### ASSIGNMENT:
Return the lines below in which the string "NoHomeDir" occurs.

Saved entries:
+-------+
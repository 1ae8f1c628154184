//! Data directory resolution.
//!
//! `BLOCKHOST_DATA_DIR` overrides the default `~/.blockhost`.

use std::env;
use std::path::PathBuf;
use thiserror::Error;

/// Environment variable overriding the data root.
pub const DATA_DIR_ENV: &str = "BLOCKHOST_DATA_DIR";

/// File name of the default config file inside the data root.
pub const CONFIG_FILE: &str = "config.json";

/// Errors that can occur during path resolution.
#[derive(Debug, Error)]
pub enum PathError {
    /// Could not determine the user's home directory.
    #[error("Cannot determine home directory")]
    NoHomeDir,
}

/// Root directory for blockhost data.
pub fn data_root() -> Result<PathBuf, PathError> {
    resolve_data_root(env::var_os(DATA_DIR_ENV).map(PathBuf::from), dirs::home_dir())
}

/// Default config file location.
pub fn default_config_path() -> Result<PathBuf, PathError> {
    Ok(data_root()?.join(CONFIG_FILE))
}

fn resolve_data_root(
    override_dir: Option<PathBuf>,
    home: Option<PathBuf>,
) -> Result<PathBuf, PathError> {
    if let Some(dir) = override_dir.filter(|d| !d.as_os_str().is_empty()) {
        return Ok(dir);
    }
    home.map(|h| h.join(".blockhost")).ok_or(PathError::NoHomeDir)
}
+-------+
### WRITTEN ANSWER:
    NoHomeDir,
    home.map(|h| h.join(".blockhost")).ok_or(PathError::NoHomeDir)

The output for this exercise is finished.